Only the count is needed. Count the lines below with the word "instrument" in them.

Dataset entries:
┄┄┄┄┄┄┄┄┄┄┄┄┄┄┄┄┄┄┄┄

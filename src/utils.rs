//! Utility functions for string truncation and file system checks.

use crate::error::Result;
use std::fs as stdfs;
use tokio::fs;
use tracing::{info, instrument};

/// Truncate a string for logging purposes.
///
/// Long strings are truncated to at most `max` bytes with an ellipsis and
/// byte count indicator appended. The cut backs off to the nearest char
/// boundary, so multibyte input never splits a character.
pub fn truncate_for_log(s: &str, max: usize) -> String {
    if s.len() <= max {
        return s.to_string();
    }
    let mut cut = max;
    while !s.is_char_boundary(cut) {
        cut -= 1;
    }
    format!("{}…(+{} bytes)", &s[..cut], s.len() - cut)
}

/// Truncate a string to at most `max` characters, respecting char
/// boundaries. Used for prompt budgets and the caption hint.
pub fn truncate_chars(s: &str, max: usize) -> &str {
    match s.char_indices().nth(max) {
        Some((idx, _)) => &s[..idx],
        None => s,
    }
}

/// Ensure a directory exists and is writable.
///
/// Creates the directory if needed, then performs a write test by creating
/// and immediately deleting a probe file.
#[instrument(level = "info", skip_all, fields(path = %path))]
pub async fn ensure_writable_dir(path: &str) -> Result<()> {
    fs::create_dir_all(path).await?;
    // Small sync write probe, simpler error surface
    let probe_path = format!("{}/..__probe_write__", path.trim_end_matches('/'));
    stdfs::File::create(&probe_path)?;
    let _ = stdfs::remove_file(&probe_path);
    info!("Data directory is writable");
    Ok(())
}

#[cfg(test)]
mod tests {
    use super::*;

    #[test]
    fn test_truncate_for_log_short_string() {
        assert_eq!(truncate_for_log("Hello, world!", 100), "Hello, world!");
    }

    #[test]
    fn test_truncate_for_log_long_string() {
        let s = "a".repeat(500);
        let result = truncate_for_log(&s, 100);
        assert!(result.starts_with(&"a".repeat(100)));
        assert!(result.contains("…(+400 bytes)"));
    }

    #[test]
    fn test_truncate_for_log_multibyte_boundary() {
        // Byte 100 falls inside the two-byte 'é'; the cut must back off to 99.
        let s = format!("{}é tail", "a".repeat(99));
        let result = truncate_for_log(&s, 100);
        assert!(result.starts_with(&"a".repeat(99)));
        assert!(!result.contains('é'));
        assert!(result.contains(&format!("…(+{} bytes)", s.len() - 99)));
    }

    #[test]
    fn test_truncate_chars_respects_boundaries() {
        assert_eq!(truncate_chars("hello", 10), "hello");
        assert_eq!(truncate_chars("hello", 3), "hel");
        assert_eq!(truncate_chars("héllo", 2), "hé");
        assert_eq!(truncate_chars("", 5), "");
    }

    #[tokio::test]
    async fn test_ensure_writable_dir_creates_missing() {
        let tmp = tempfile::tempdir().unwrap();
        let nested = tmp.path().join("a/b");
        ensure_writable_dir(nested.to_str().unwrap()).await.unwrap();
        assert!(nested.is_dir());
    }
}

┄┄┄┄┄┄┄┄┄┄┄┄┄┄┄┄┄┄┄┄

Final answer:
2